Positioning and seamful design

Åsa Rudström, Kristina Höök and Martin Svensson (2005). Social positioning: Designing the Seams between Social, Physical and Digital Space. In 1st International Conference on Online Communities and Social Computing, at HCII 2005, 24-27 July 2005, Las Vegas, USA., Lawrence Erlbaum Associates The paper is in the "seamful design"/seamfuless trend in HCI (introduced by Weiser (1991) and has been further developed by Chalmers and Galani (2004) and by Chalmers, Dieberger, Höök & Rudström (2004)): getting away from a seamless vision of computation, and rather taking advantage of seams (connections, gaps, overlays and mismatches) in design. This is so important considering the chaotic and unexpectability of the physical world:

Most developers and researchers of mobile services make the assumption that users should never have to worry about when and how they are connected to the digital space. (...) But reality is and will continue to be less than perfect (...) Seamless design aims to hide what is perceived as unnecessary technical details from users. However, if these technicalities affect the functionality of a service, an alternative would be to carefully design features that enable users to visualise, understand and possibly take advantage of differences and variations in functionality or accessibility: seamful designs. An example of a successful, unobtrusive design of a “seam” is the visualisation of signal strength available on mobile phones. This visualisation is not strictly necessary – the user will be aware of signal strength anyway, since it affects the quality of the connection. However, without much explanation it becomes a tool that allows users to search for locations with better signal strength in areas with low coverage. It may also educate users in understanding of where connections could be expected to be stronger (close to a window) or weaker (in a tunnel).

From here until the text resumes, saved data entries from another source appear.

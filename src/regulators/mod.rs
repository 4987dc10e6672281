//! Single-writer stability regulators that close the learning loop on
//! `router_weights` and `topic_boundary_base_params` (§4.8, §5).
//!
//! Grounded on `IdentityMetadata`'s singleton-record-with-cooldown pattern
//! (a well-known single row, read-modify-write with recorded timestamps) and
//! on `memory_db`'s Hebbian reinforcement math for the bounded-update shape.
//! Each regulator is a single-instance background task per §5: it is the
//! only writer for its configuration field, and every update passes through
//! [`crate::config::Config::apply_regulator_update`] with its own fixed
//! `writer_token`.

pub mod reflection;
pub mod routing_stability;
pub mod topic_stability;

use thiserror::Error;

#[derive(Debug, Error)]
pub enum RegulatorError {
    #[error("regulator config update rejected: {0}")]
    Config(#[from] crate::config::ConfigError),
    #[error("persistence failure: {0}")]
    Persistence(#[from] crate::persistence::PersistenceError),
    #[error("replay validation rejected the candidate update: {0}")]
    ReplayRejected(String),
}

pub type Result<T> = std::result::Result<T, RegulatorError>;

/// `+0.02`/day max per weight, matching the identity-drift bound used
/// elsewhere in the system (§4.8 scenario 6).
pub const MAX_DAILY_DELTA: f64 = 0.02;

/// Minimum time between two changes to the *same* weight key (§4.8).
pub const PER_PARAMETER_COOLDOWN: chrono::Duration = chrono::Duration::hours(48);

/// True if `last_changed` (if any) is far enough in the past to allow a new
/// change to this parameter at `now`.
#[must_use]
pub fn cooldown_elapsed(last_changed: Option<chrono::DateTime<chrono::Utc>>, now: chrono::DateTime<chrono::Utc>) -> bool {
    match last_changed {
        Some(t) => now - t >= PER_PARAMETER_COOLDOWN,
        None => true,
    }
}

/// Clamp a proposed delta to `±MAX_DAILY_DELTA`.
#[must_use]
pub fn clamp_daily_delta(delta: f64) -> f64 {
    delta.clamp(-MAX_DAILY_DELTA, MAX_DAILY_DELTA)
}

#[cfg(test)]
#[cfg_attr(coverage_nightly, coverage(off))]
mod tests {
    use super::*;

    #[test]
    fn cooldown_elapsed_is_true_with_no_prior_change() {
        assert!(cooldown_elapsed(None, chrono::Utc::now()));
    }

    #[test]
    fn cooldown_blocks_changes_within_48_hours() {
        let now = chrono::Utc::now();
        let last_changed = now - chrono::Duration::hours(10);
        assert!(!cooldown_elapsed(Some(last_changed), now));
    }

    #[test]
    fn cooldown_allows_changes_after_48_hours() {
        let now = chrono::Utc::now();
        let last_changed = now - chrono::Duration::hours(49);
        assert!(cooldown_elapsed(Some(last_changed), now));
    }

    #[test]
    fn clamp_daily_delta_bounds_large_deltas() {
        assert!((clamp_daily_delta(1.0) - MAX_DAILY_DELTA).abs() < 1e-12);
        assert!((clamp_daily_delta(-1.0) + MAX_DAILY_DELTA).abs() < 1e-12);
    }
}
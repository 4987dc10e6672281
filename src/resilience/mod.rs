//! Crash recovery and self-healing for the daemon process.
//!
//! The process is meant to stay up under an external supervisor (systemd,
//! a container restart policy). When it can't, a panic should still land a
//! readable crash report rather than a silent exit.

pub mod crash_log;
pub mod checkpoint;
pub mod supervisor;

use std::panic;

/// Install panic hooks for crash reporting.
///
/// Installs color_eyre for formatted panic reports, then wraps its hook
/// with crash logging so an on-call engineer has a JSON report to read
/// after the process restarts.
pub fn install_panic_hooks() -> color_eyre::Result<()> {
    color_eyre::install()?;

    let default_hook = panic::take_hook();
    panic::set_hook(Box::new(move |panic_info| {
        if let Err(e) = crash_log::log_panic(panic_info) {
            eprintln!("failed to log crash: {e}");
        }
        default_hook(panic_info);
    }));

    Ok(())
}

What is interesting here is the idea of using seams visualization to "educate" the user and as a consequence to modify its behavior accordingly to better use the tool. This is the simplest example we also encounter in CatchBob when user moves around to find a connection to the network.

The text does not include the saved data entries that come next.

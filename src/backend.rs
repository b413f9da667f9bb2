use anyhow::{Context, Result};
use async_trait::async_trait;
use reqwest::Client;
use serde::de::DeserializeOwned;
use serde::{Deserialize, Serialize};
use serde_json::Value;
use url::Url;

use crate::config::Config;
use crate::error::{RequestFailure, StatusError};
use crate::logging::{v_str, ProfileScope};
use crate::reading::{PredictRequest, Reading};

/// Success body of `POST /predict`. Extra fields are ignored.
#[derive(Debug, Clone, Deserialize)]
pub struct PredictResponse {
    pub soh: f64,
    #[serde(default)]
    pub message: Option<String>,
}

/// Body of `GET /status`. Before the first sensor update the service answers
/// with zeros and a null timestamp.
#[derive(Debug, Clone, Default, Deserialize)]
pub struct StatusPayload {
    #[serde(default)]
    pub timestamp: Value,
    pub voltage: Option<f64>,
    pub current: Option<f64>,
    pub temperature: Option<f64>,
    pub cycle: Option<f64>,
    pub soh: Option<f64>,
}

impl StatusPayload {
    /// JSON truthiness: null, false, 0 and "" do not count.
    pub fn has_timestamp(&self) -> bool {
        match &self.timestamp {
            Value::Null => false,
            Value::Bool(b) => *b,
            Value::Number(n) => n.as_f64().map(|f| f != 0.0).unwrap_or(true),
            Value::String(s) => !s.is_empty(),
            Value::Array(_) | Value::Object(_) => true,
        }
    }

    pub fn into_reading(self) -> Result<Reading, StatusError> {
        if !self.has_timestamp() {
            return Err(StatusError::MissingTimestamp);
        }
        let field = |v: Option<f64>, name: &str| {
            v.ok_or_else(|| RequestFailure::Malformed(format!("status payload missing {}", name)))
        };
        let cycle = field(self.cycle, "cycle")?;
        // fractional counts are truncated; anything past u32 is rejected
        if !cycle.is_finite() || cycle < 0.0 || cycle > u32::MAX as f64 {
            return Err(RequestFailure::Malformed(format!("invalid cycle {}", cycle)).into());
        }
        Ok(Reading {
            voltage: field(self.voltage, "voltage")?,
            current: field(self.current, "current")?,
            temperature: field(self.temperature, "temperature")?,
            cycle: cycle as u32,
            soh: field(self.soh, "soh")?,
        })
    }
}

/// Body of `POST /update_sensor`, pushed by the sensor simulator.
#[derive(Debug, Clone, PartialEq, Serialize, Deserialize)]
pub struct SensorSample {
    pub voltage: f64,
    pub current: f64,
    pub temperature: f64,
    pub cycle: u32,
    pub real_percent: Option<u8>,
    pub real_time_left: String,
}

#[derive(Debug, Clone, Deserialize)]
pub struct UpdateAck {
    #[serde(default)]
    pub message: Option<String>,
    #[serde(default)]
    pub soh: Option<f64>,
}

#[async_trait]
pub trait Backend {
    async fn predict(&self, req: &PredictRequest) -> Result<PredictResponse, RequestFailure>;
    async fn status(&self) -> Result<StatusPayload, RequestFailure>;
}

pub struct HttpBackend {
    client: Client,
    predict_url: Url,
    status_url: Url,
    update_url: Url,
}

impl HttpBackend {
    pub fn new(cfg: &Config) -> Result<Self> {
        let mut base = Url::parse(&cfg.backend_url)
            .with_context(|| format!("invalid BACKEND_URL {:?}", cfg.backend_url))?;
        // join() replaces the last segment unless the path ends with '/'
        if !base.path().ends_with('/') {
            let path = format!("{}/", base.path());
            base.set_path(&path);
        }
        let client = Client::builder().timeout(cfg.request_timeout()).build()?;
        Ok(Self {
            client,
            predict_url: base.join("predict")?,
            status_url: base.join("status")?,
            update_url: base.join("update_sensor")?,
        })
    }

    pub fn predict_url(&self) -> &Url {
        &self.predict_url
    }

    pub fn status_url(&self) -> &Url {
        &self.status_url
    }

    pub async fn update_sensor(&self, sample: &SensorSample) -> Result<UpdateAck, RequestFailure> {
        let _scope = ProfileScope::with_context("http", &[("endpoint", v_str("/update_sensor"))]);
        let resp = self.client.post(self.update_url.clone()).json(sample).send().await?;
        decode(resp).await
    }
}

/// Non-2xx is a failure regardless of body; 2xx bodies must parse as `T`.
async fn decode<T: DeserializeOwned>(resp: reqwest::Response) -> Result<T, RequestFailure> {
    let status = resp.status();
    if !status.is_success() {
        return Err(RequestFailure::Status(status.as_u16()));
    }
    let bytes = resp.bytes().await?;
    Ok(serde_json::from_slice(&bytes)?)
}

#[async_trait]
impl Backend for HttpBackend {
    async fn predict(&self, req: &PredictRequest) -> Result<PredictResponse, RequestFailure> {
        let _scope = ProfileScope::with_context("http", &[("endpoint", v_str("/predict"))]);
        let resp = self.client.post(self.predict_url.clone()).json(req).send().await?;
        decode(resp).await
    }

    async fn status(&self) -> Result<StatusPayload, RequestFailure> {
        let _scope = ProfileScope::with_context("http", &[("endpoint", v_str("/status"))]);
        let resp = self.client.get(self.status_url.clone()).send().await?;
        decode(resp).await
    }
}

#[cfg(test)]
mod tests {
    use super::*;
    use serde_json::json;

    fn payload(v: Value) -> StatusPayload {
        serde_json::from_value(v).unwrap()
    }

    #[test]
    fn test_endpoint_urls() {
        let b = HttpBackend::new(&Config::with_backend("http://127.0.0.1:5000")).unwrap();
        assert_eq!(b.predict_url().as_str(), "http://127.0.0.1:5000/predict");
        assert_eq!(b.status_url().as_str(), "http://127.0.0.1:5000/status");

        let b = HttpBackend::new(&Config::with_backend("http://host/api")).unwrap();
        assert_eq!(b.status_url().as_str(), "http://host/api/status");
    }

    #[test]
    fn test_invalid_base_url() {
        assert!(HttpBackend::new(&Config::with_backend("not a url")).is_err());
    }

    #[test]
    fn test_timestamp_truthiness() {
        assert!(!payload(json!({})).has_timestamp());
        assert!(!payload(json!({"timestamp": null})).has_timestamp());
        assert!(!payload(json!({"timestamp": ""})).has_timestamp());
        assert!(!payload(json!({"timestamp": 0})).has_timestamp());
        assert!(!payload(json!({"timestamp": false})).has_timestamp());
        assert!(payload(json!({"timestamp": "2025-01-01T00:00:00"})).has_timestamp());
        assert!(payload(json!({"timestamp": 1700000000})).has_timestamp());
    }

    #[test]
    fn test_idle_service_payload_is_missing_timestamp() {
        let p = payload(json!({
            "voltage": 0, "current": 0, "temperature": 0, "cycle": 0, "soh": 0, "timestamp": null
        }));
        assert!(matches!(p.into_reading(), Err(StatusError::MissingTimestamp)));
    }

    #[test]
    fn test_full_payload_yields_reading() {
        let p = payload(json!({
            "voltage": 3.912, "current": -1.1, "temperature": 28.4,
            "cycle": 51, "soh": 91.25, "timestamp": "2025-01-01T00:00:00"
        }));
        let r = p.into_reading().unwrap();
        assert_eq!(
            r,
            Reading {
                voltage: 3.912,
                current: -1.1,
                temperature: 28.4,
                cycle: 51,
                soh: 91.25,
            }
        );
    }

    #[test]
    fn test_missing_field_is_malformed() {
        let p = payload(json!({"timestamp": "t", "voltage": 3.9, "current": -1.0, "cycle": 1, "soh": 90}));
        match p.into_reading() {
            Err(StatusError::Request(RequestFailure::Malformed(msg))) => assert!(msg.contains("temperature")),
            other => panic!("unexpected {:?}", other),
        }
    }

    #[test]
    fn test_out_of_range_cycle_is_malformed() {
        for cycle in [json!(-1), json!(5e9)] {
            let p = payload(json!({
                "voltage": 3.9, "current": -1.0, "temperature": 27.0,
                "cycle": cycle, "soh": 90, "timestamp": "t"
            }));
            assert!(matches!(
                p.into_reading(),
                Err(StatusError::Request(RequestFailure::Malformed(_)))
            ));
        }
    }

    #[test]
    fn test_fractional_cycle_is_truncated() {
        let p = payload(json!({
            "voltage": 3.9, "current": -1.0, "temperature": 27.0,
            "cycle": 57.9, "soh": 90, "timestamp": "t"
        }));
        assert_eq!(p.into_reading().unwrap().cycle, 57);
    }

    #[test]
    fn test_predict_response_ignores_extra_fields() {
        let r: PredictResponse =
            serde_json::from_value(json!({"soh": 82.3, "message": "Prediction successful"})).unwrap();
        assert_eq!(r.soh, 82.3);
        assert!(serde_json::from_value::<PredictResponse>(json!({"error": "Model not loaded"})).is_err());
    }
}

Another part of the article which is very relevant for my research is when they address seamful design about "the quest for perfect positioning". They account that "Positioning is another area where the mobile industry – and much research – strives for perfection". Based on the study of GeoNotes (a place-based annotation system allowing users to attach digital “Post-it” notes to physical locations), they showed that "Positioning offered by technology often does not correspond to the positions people want to refer to".:

GeoNotes used a WLAN network that technically speaking offered notes to be posted at each WLAN hotspot. However, hotspot coverage corresponds very poorly with the buildings, rooms and other places where users move about. Instead of providing lists of places where notes could be attached, GeoNotes users were allowed to themselves name the places where they wanted to attach their notes.

In a one-month field test with 78 users, seams between the underlying hotspot model and the user perceived model of how places should be named were elegantly handled by the users (Fagerberg, Espinoza & Persson, 2003). Place labels were created by the end-users to post notes at places that covered smaller areas than the positioning system could handle, such as “the sofa” or somewhat more esoteric “the lecturer’s forehead”. (...) By not forcing any official labelling system upon GeoNotes users, they were set free to explore the relation between hotspot coverage and perceived places – thus dynamici.e., the intermedia seam between the digital and the physical.

Why do I blog this? What I like is this idea of challenging one of the trend in the mobile research and industry: the striving for seamless, continuous connection and for perfect positioning. This is perfectly in line with what I am working on (showing how human agency is important in mutual-location awareness). I also like this idea that "Positioning offered by technology often does not correspond to the positions people want to refer to"; what I am interested in is not to reveal messages' positions as in GeoNotes but rather people's location in real-time. What happen when you have this sort of service? Does that make sense? Judging from the CatchBob! experiment, people not always benefit from that information (in terms of performance or socio-cognitive processes) but they manage to notice the flaws (which is what fabien is looking at).

Besides, their short literature review of location-based applications is a good summary of what happened in the last 5 years.